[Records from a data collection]
◆ ◆ ◆ ◆ ◆ ◆ ◆
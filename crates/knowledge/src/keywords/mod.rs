//! Keyword fingerprints.
//!
//! A document's topic is represented by a short ordered list of normalized
//! tokens. Everything that produces tokens (generator output, legacy files)
//! funnels through [`Keyword::parse`], so a [`KeywordSet`] only ever holds
//! lowercase tokens of at least two characters.

pub mod decode;
pub mod extractor;
pub mod store;

pub use decode::{decode_keywords, parse_json_payload, scan_bracketed_list};
pub use extractor::{ExtractorSettings, KeywordExtractor};
pub use store::{KeywordStore, StoredKeywords};

use serde::{Deserialize, Serialize};
use std::collections::HashSet;
use std::fmt;

/// Hard cap on the number of keywords kept per text.
pub const MAX_KEYWORDS: usize = 32;

/// Characters stripped from both ends of a raw token.
const WRAPPING_CHARS: &[char] = &['"', '\'', '`', '[', ']', '{', '}', '(', ')'];

/// A single normalized keyword.
#[derive(Debug, Clone, PartialEq, Eq, Hash, Serialize, Deserialize)]
#[serde(try_from = "String", into = "String")]
pub struct Keyword(String);

impl Keyword {
    /// Normalize a raw token.
    ///
    /// Trims whitespace and wrapping quote/bracket characters, lowercases,
    /// and rejects anything shorter than two characters.
    pub fn parse(raw: &str) -> Option<Self> {
        let cleaned = raw
            .trim()
            .trim_matches(WRAPPING_CHARS)
            .trim()
            .to_lowercase();

        if cleaned.chars().count() < 2 {
            return None;
        }

        Some(Keyword(cleaned))
    }

    pub fn as_str(&self) -> &str {
        &self.0
    }
}

impl fmt::Display for Keyword {
    fn fmt(&self, f: &mut fmt::Formatter<'_>) -> fmt::Result {
        f.write_str(&self.0)
    }
}

impl TryFrom<String> for Keyword {
    type Error = String;

    fn try_from(value: String) -> Result<Self, Self::Error> {
        Keyword::parse(&value).ok_or_else(|| format!("invalid keyword: {:?}", value))
    }
}

impl From<Keyword> for String {
    fn from(keyword: Keyword) -> Self {
        keyword.0
    }
}

/// Ordered, capped list of keywords describing one text.
///
/// Order is the order the generator produced; duplicates are kept as-is
/// since scoring works on distinct tokens anyway.
#[derive(Debug, Clone, Default, PartialEq, Eq, Serialize)]
#[serde(transparent)]
pub struct KeywordSet(Vec<Keyword>);

impl KeywordSet {
    pub fn new() -> Self {
        Self::default()
    }

    /// Normalize raw tokens, drop invalid ones, keep at most [`MAX_KEYWORDS`].
    pub fn from_tokens<I, S>(tokens: I) -> Self
    where
        I: IntoIterator<Item = S>,
        S: AsRef<str>,
    {
        KeywordSet(
            tokens
                .into_iter()
                .filter_map(|t| Keyword::parse(t.as_ref()))
                .take(MAX_KEYWORDS)
                .collect(),
        )
    }

    pub fn len(&self) -> usize {
        self.0.len()
    }

    pub fn is_empty(&self) -> bool {
        self.0.is_empty()
    }

    pub fn iter(&self) -> impl Iterator<Item = &Keyword> {
        self.0.iter()
    }

    /// Distinct tokens, for set arithmetic.
    pub fn distinct(&self) -> HashSet<&str> {
        self.0.iter().map(Keyword::as_str).collect()
    }

    pub fn to_strings(&self) -> Vec<String> {
        self.0.iter().map(|k| k.0.clone()).collect()
    }
}

impl fmt::Display for KeywordSet {
    fn fmt(&self, f: &mut fmt::Formatter<'_>) -> fmt::Result {
        let joined: Vec<&str> = self.0.iter().map(Keyword::as_str).collect();
        f.write_str(&joined.join(", "))
    }
}

#[cfg(test)]
mod tests {
    use super::*;

    #[test]
    fn test_keyword_normalization() {
        assert_eq!(Keyword::parse("  Deploy ").unwrap().as_str(), "deploy");
        assert_eq!(Keyword::parse("\"Setup\"").unwrap().as_str(), "setup");
        assert_eq!(Keyword::parse("['config'").unwrap().as_str(), "config");
        assert_eq!(Keyword::parse("(Load Balancing)").unwrap().as_str(), "load balancing");
        assert_eq!(Keyword::parse("` api `").unwrap().as_str(), "api");
    }

    #[test]
    fn test_keyword_rejects_short_tokens() {
        assert!(Keyword::parse("").is_none());
        assert!(Keyword::parse("   ").is_none());
        assert!(Keyword::parse("x").is_none());
        assert!(Keyword::parse("\"a\"").is_none());
        assert!(Keyword::parse("[]").is_none());
    }

    #[test]
    fn test_keyword_counts_characters_not_bytes() {
        // one char, two bytes
        assert!(Keyword::parse("é").is_none());
        assert_eq!(Keyword::parse("Ün").unwrap().as_str(), "ün");
    }

    #[test]
    fn test_keyword_set_caps_and_preserves_order() {
        let tokens: Vec<String> = (0..50).map(|i| format!("Token{:02}", i)).collect();
        let set = KeywordSet::from_tokens(&tokens);

        assert_eq!(set.len(), MAX_KEYWORDS);
        assert_eq!(set.to_strings()[0], "token00");
        assert_eq!(set.to_strings()[31], "token31");
    }

    #[test]
    fn test_keyword_set_cap_applies_after_filtering() {
        let mut tokens = vec!["x".to_string(); 10];
        tokens.extend((0..40).map(|i| format!("kw{}", i)));
        let set = KeywordSet::from_tokens(tokens);
        assert_eq!(set.len(), MAX_KEYWORDS);
        assert_eq!(set.to_strings()[0], "kw0");
    }

    #[test]
    fn test_distinct_collapses_duplicates() {
        let set = KeywordSet::from_tokens(["setup", "Setup", "deploy"]);
        assert_eq!(set.len(), 3);
        assert_eq!(set.distinct().len(), 2);
    }

    #[test]
    fn test_serializes_as_bare_list() {
        let set = KeywordSet::from_tokens(["Setup", "deploy"]);
        assert_eq!(serde_json::to_string(&set).unwrap(), r#"["setup","deploy"]"#);
    }

    #[test]
    fn test_keyword_deserialization_validates() {
        let ok: Keyword = serde_json::from_str("\"Billing\"").unwrap();
        assert_eq!(ok.as_str(), "billing");
        assert!(serde_json::from_str::<Keyword>("\"b\"").is_err());
    }
}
◆ ◆ ◆ ◆ ◆ ◆ ◆
§ **PROBLEM DETAILS**
Only lines that hold the string "KeywordSet" belong in the answer, so copy every one of them from the records.

§ **EXPECTED ANSWER**
//! funnels through [`Keyword::parse`], so a [`KeywordSet`] only ever holds
pub struct KeywordSet(Vec<Keyword>);
impl KeywordSet {
        KeywordSet(
impl fmt::Display for KeywordSet {
        let set = KeywordSet::from_tokens(&tokens);
        let set = KeywordSet::from_tokens(tokens);
        let set = KeywordSet::from_tokens(["setup", "Setup", "deploy"]);
        let set = KeywordSet::from_tokens(["Setup", "deploy"]);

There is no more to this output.